Provably Safe Reinforcement Learning for Stochastic Reach-Avoid Problems with Entropy Regularization
Abhijit Mazumdar, Rafal Wisniewski, Manuela L. Bujorianu

TL;DR
This paper develops safe reinforcement learning algorithms for stochastic reach-avoid problems, incorporating entropy regularization to improve regret bounds and safety guarantees during learning.
Contribution
It introduces a novel entropy-regularized safe RL algorithm with finite-sample guarantees for stochastic reach-avoid tasks, enhancing safety and performance.
Findings
Entropy regularization improves regret bounds.
The algorithms ensure safety with high probability during learning.

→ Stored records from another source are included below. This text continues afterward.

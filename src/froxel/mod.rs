//! Froxel-grid math: coordinate transforms, the temporal jitter sequence,
//! and CPU mirrors of the per-froxel kernel arithmetic.

pub mod integration;
pub mod jitter;
pub mod transform;

pub use jitter::JitterSequence;
pub use transform::FroxelTransform;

Entropy regularization reduces episode-to-episode variability.
Abstract
We consider the problem of learning the optimal policy for Markov decision processes with safety constraints. We formulate the problem in a reach-avoid setup. Our goal is to design online reinforcement learning algorithms that ensure safety constraints with arbitrarily high probability during the learning phase. To this end, we first propose an algorithm based on the optimism in the face of uncertainty (OFU) principle. Based on the first algorithm, we propose our main algorithm, which utilizes entropy regularization. We investigate the finite-sample analysis of both algorithms and derive their regret bounds. We demonstrate that the inclusion of entropy regularization improves the regret and drastically controls the episode-to-episode variability that is inherent in OFU-based safe RL algorithms.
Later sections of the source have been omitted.